____ SUPPLIED RECORDS
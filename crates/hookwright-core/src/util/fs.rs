//! Filesystem utilities.

use hookwright_types::Result;
use std::fs;
use std::path::{Path, PathBuf};

/// Expand a leading tilde to the home directory.
pub fn expand_path(path: impl AsRef<Path>) -> PathBuf {
    let path = path.as_ref();

    if let Ok(stripped) = path.strip_prefix("~") {
        if let Some(home) = dirs::home_dir() {
            return home.join(stripped);
        }
    }

    path.to_path_buf()
}

/// Read entire file as string (slurp).
pub fn slurp(path: impl AsRef<Path>) -> Result<String> {
    fs::read_to_string(path).map_err(Into::into)
}

/// Normalize a relative path to forward slashes without a leading `./`.
pub fn normalize_relative(path: &Path) -> String {
    let joined = path
        .components()
        .filter_map(|c| match c {
            std::path::Component::Normal(part) => part.to_str(),
            _ => None,
        })
        .collect::<Vec<_>>();
    joined.join("/")
}
//! # Hookwright Engine
//!
//! Turns one root request into the files of an extension:
//!
//! - [`Gatherer`]: component schemas with nested component data embedded
//! - [`Collector`]: request graph resolution with duplicate merging
//! - [`ComponentCollection`]: the resolved components and their containment
//! - [`assemble`]: contributions of every generator, in containment order
//! - [`merge_with_existing`]: combining generated and hand-written code
//! - [`Pipeline`]: all of the above in sequence
//!
//! ## Example
//!
//! ```no_run
//! use hookwright_engine::{ExistingExtension, Pipeline};
//! use hookwright_types::GeneratorConfig;
//! use serde_json::json;
//!
//! let pipeline = Pipeline::new(GeneratorConfig::default())?;
//! let existing = ExistingExtension::load("modules/test_module")?;
//! let result = pipeline.generate(
//!     "module",
//!     json!({"root_name": "test_module", "hooks": ["hook_help"]}),
//!     Some(&existing),
//! )?;
//! for path in result.paths() {
//!     println!("{}", path);
//! }
//! # Ok::<(), hookwright_types::GenerationError>(())
//! ```

#![warn(missing_docs)]
#![warn(clippy::all)]

pub mod assembly;
pub mod collection;
pub mod collector;
pub mod existing;
pub mod gatherer;
pub mod merge;
pub mod output;
pub mod pipeline;

pub use assembly::assemble;
pub use collection::{ComponentCollection, RequestEdge};
pub use collector::Collector;
pub use existing::ExistingExtension;
pub use gatherer::Gatherer;
pub use merge::{merge_with_existing, MergeOutcome};
pub use output::{content_hash, GeneratedFile, GenerationResult};
pub use pipeline::Pipeline;
//! Error types for hookwright operations.
//!
//! Three kinds of failure are kept apart at the type level:
//!
//! - [`InputError`]: a user-supplied value is invalid, or names something the
//!   metadata tables do not know about. Callers report it and let the user
//!   fix the request.
//! - [`DataLossError`]: a merge could only proceed by discarding a value.
//! - [`LogicError`]: a contract violation inside the engine or in generator
//!   metadata (duplicate identifiers, wrong phase ordering). Never retried.
//!
//! [`GenerationError`] wraps all of them for code that just needs `?`.

use serde_json::Value;
use thiserror::Error;

/// A user-supplied value failed validation.
#[derive(Error, Debug, Clone, PartialEq)]
#[error("Invalid input at '{path}': {reason}")]
pub struct InputError {
    /// Slash-separated property path of the offending value
    pub path: String,
    /// Human-readable reason
    pub reason: String,
}

impl InputError {
    /// Create a new input error.
    pub fn new(path: impl Into<String>, reason: impl Into<String>) -> Self {
        Self {
            path: path.into(),
            reason: reason.into(),
        }
    }
}

/// A merge would have had to discard information.
#[derive(Error, Debug, Clone, PartialEq)]
#[error("Merge would lose data at '{path}': existing value {existing} conflicts with {incoming}")]
pub struct DataLossError {
    /// Path of the conflicting value
    pub path: String,
    /// Value already present
    pub existing: Value,
    /// Value that could not be merged in
    pub incoming: Value,
}

impl DataLossError {
    /// Create a new data-loss error.
    pub fn new(path: impl Into<String>, existing: Value, incoming: Value) -> Self {
        Self {
            path: path.into(),
            existing,
            incoming,
        }
    }
}

/// Sequencing or metadata defects in the component collection.
#[derive(Error, Debug, Clone, PartialEq)]
pub enum LogicError {
    /// Two non-mergeable request paths produced the same identifier
    #[error("Unique ID '{id}' already in use by a different request path: '{existing_path}' and '{new_path}' ({reason})")]
    DuplicateId {
        /// The colliding identifier
        id: String,
        /// Request path of the component already in the collection
        existing_path: String,
        /// Request path of the incoming request
        new_path: String,
        /// Why the two could not be unified
        reason: String,
    },

    /// A component was added after the containment tree was assembled
    #[error("Component collection is locked; cannot add '{0}' after the containment tree was assembled")]
    CollectionLocked(String),

    /// The containment tree was queried before it was assembled
    #[error("Containment tree has not been assembled yet")]
    ContainmentNotAssembled,

    /// The containment tree was assembled twice
    #[error("Containment tree has already been assembled")]
    ContainmentAlreadyAssembled,

    /// A requester lookup was made on the root component
    #[error("Component '{0}' is the root and has no requesting component")]
    RootHasNoRequester(String),

    /// A containment expression could not be resolved
    #[error("Cannot resolve containment for '{id}': {reason}")]
    UnresolvedContainment {
        /// Component whose location failed
        id: String,
        /// Which step failed
        reason: String,
    },

    /// An identifier is not part of the collection
    #[error("Unknown component '{0}'")]
    UnknownComponent(String),

    /// A component type is not registered
    #[error("Unknown component type '{0}'")]
    UnknownComponentType(String),

    /// Two components claimed the same output file incompatibly
    #[error("Conflicting contributions to '{path}': {reason}")]
    ArtifactConflict {
        /// Output file path
        path: String,
        /// What conflicted
        reason: String,
    },

    /// A default value expression refers back to itself
    #[error("Default values form a cycle at '{0}'")]
    DefaultCycle(String),
}

/// The main error type for hookwright operations.
#[derive(Error, Debug)]
pub enum GenerationError {
    /// Invalid user input
    #[error(transparent)]
    Input(#[from] InputError),

    /// Merge data loss
    #[error(transparent)]
    DataLoss(#[from] DataLossError),

    /// Engine contract violation
    #[error("Bug detected: {0}\n\nThis is an internal error in generator metadata or engine sequencing.")]
    Logic(#[from] LogicError),

    /// Configuration-related error
    #[error("Configuration error: {0}")]
    Config(String),

    /// Existing code could not be read or understood
    #[error("Cannot use existing file '{path}': {reason}")]
    ExistingCode {
        /// File path relative to the extension
        path: String,
        /// What went wrong
        reason: String,
    },

    /// I/O error
    #[error("IO error: {0}")]
    Io(#[from] std::io::Error),

    /// YAML parsing error
    #[error("YAML parsing error: {0}")]
    Yaml(#[from] serde_yaml::Error),

    /// JSON parsing error
    #[error("JSON parsing error: {0}")]
    Json(#[from] serde_json::Error),
}

impl GenerationError {
    /// Whether the error was caused by the request or the existing code,
    /// as opposed to a defect in the engine.
    pub fn is_user_error(&self) -> bool {
        matches!(
            self,
            GenerationError::Input(_)
                | GenerationError::DataLoss(_)
                | GenerationError::ExistingCode { .. }
        )
    }
}

/// A specialized Result type for hookwright operations.
pub type Result<T> = std::result::Result<T, GenerationError>;

/// Return early with an [`InputError`] converted into the caller's error type.
///
/// # Example
///
/// ```ignore
/// if !valid {
///     input_error!("hooks/0", "Unknown hook '{}'", name);
/// }
/// ```
#[macro_export]
macro_rules! input_error {
    ($path:expr, $msg:expr) => {
        return Err($crate::InputError::new($path, $msg).into())
    };
    ($path:expr, $fmt:expr, $($arg:tt)*) => {
        return Err($crate::InputError::new($path, format!($fmt, $($arg)*)).into())
    };
}

/// Return early with a [`LogicError`] converted into the caller's error type.
#[macro_export]
macro_rules! logic_error {
    ($err:expr) => {
        return Err($crate::LogicError::from($err).into())
    };
}

#[cfg(test)]
mod tests {
    use super::*;
    use serde_json::json;

    #[test]
    fn test_user_errors_are_distinguished() {
        let input: GenerationError = InputError::new("hooks/0", "unknown hook").into();
        assert!(input.is_user_error());

        let loss: GenerationError =
            DataLossError::new("alpha", json!("value"), json!("value 2")).into();
        assert!(loss.is_user_error());

        let logic: GenerationError = LogicError::ContainmentNotAssembled.into();
        assert!(!logic.is_user_error());
    }

    #[test]
    fn test_error_messages_carry_context() {
        let err = DataLossError::new("alpha", json!("value"), json!("value 2"));
        let msg = err.to_string();
        assert!(msg.contains("alpha"));
        assert!(msg.contains("value 2"));

        let err = InputError::new("plugins/0/plugin_type", "Unknown plugin type 'nope'");
        assert_eq!(
            err.to_string(),
            "Invalid input at 'plugins/0/plugin_type': Unknown plugin type 'nope'"
        );
    }

    #[test]
    fn test_input_error_macro() {
        fn check(name: &str) -> Result<()> {
            if name.is_empty() {
                input_error!("root_name", "must not be empty");
            }
            Ok(())
        }

        assert!(check("ok").is_ok());
        assert!(matches!(check(""), Err(GenerationError::Input(_))));
    }
}
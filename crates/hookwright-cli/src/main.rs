//! Hookwright CLI entry point.

use anyhow::Result;
use clap::Parser;
use colored::Colorize;
use hookwright_core::log;
use hookwright_types::LogFormat;

mod cli;
mod commands;
mod ui;

use cli::Cli;

fn main() -> Result<()> {
    let cli = Cli::parse();

    if let Err(e) = log::init(cli.log_level(), LogFormat::Pretty) {
        eprintln!("{} {}", "Warning:".yellow().bold(), e);
    }

    match cli.execute() {
        Ok(_) => Ok(()),
        Err(e) => {
            eprintln!("{} {:#}", "Error:".red().bold(), e);
            std::process::exit(1);
        }
    }
}
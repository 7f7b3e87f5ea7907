//! CLI command implementations.

pub mod generate;
pub mod list;
pub mod schema;
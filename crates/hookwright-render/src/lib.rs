//! # Hookwright Render
//!
//! Generic structured-document writers used during file assembly:
//!
//! - [`YamlWriter`]: YAML with a configurable inlining depth and blank lines
//!   between entries contributed by different components
//! - [`Docblock`]: PHP docblocks with paragraph wrapping
//! - [`Annotation`]: plugin definitions as docblock annotations or attributes
//! - [`PhpClass`] and [`ProceduralFile`]: PHP file models
//! - [`PhpScanner`]: splits existing PHP files into mergeable pieces

#![warn(missing_docs)]

pub mod annotation;
pub mod docblock;
pub mod php;
pub mod scan;
pub mod yaml;

pub use annotation::{php_string, Annotation, AnnotationValue};
pub use docblock::Docblock;
pub use php::{short_class_name, ClassMember, ClassMetadata, MemberKind, PhpClass, PhpFunction, ProceduralFile};
pub use scan::{ParsedClass, ParsedProcedural, PhpScanner, Segment};
pub use yaml::YamlWriter;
________
*EXERCISE DESCRIPTION:*
Of the entries above, transcribe exactly those lines that fall between the line containing "use anyhow::Result;" and the line containing "pub mod list;", together with those two lines.

*REPLY:*
use anyhow::Result;
use clap::Parser;
use colored::Colorize;
use hookwright_core::log;
use hookwright_types::LogFormat;

mod cli;
mod commands;
mod ui;

use cli::Cli;

fn main() -> Result<()> {
    let cli = Cli::parse();

    if let Err(e) = log::init(cli.log_level(), LogFormat::Pretty) {
        eprintln!("{} {}", "Warning:".yellow().bold(), e);
    }

    match cli.execute() {
        Ok(_) => Ok(()),
        Err(e) => {
            eprintln!("{} {:#}", "Error:".red().bold(), e);
            std::process::exit(1);
        }
    }
}
repository 7f7b3e87f5ea7907
//! CLI command implementations.

pub mod generate;
pub mod list;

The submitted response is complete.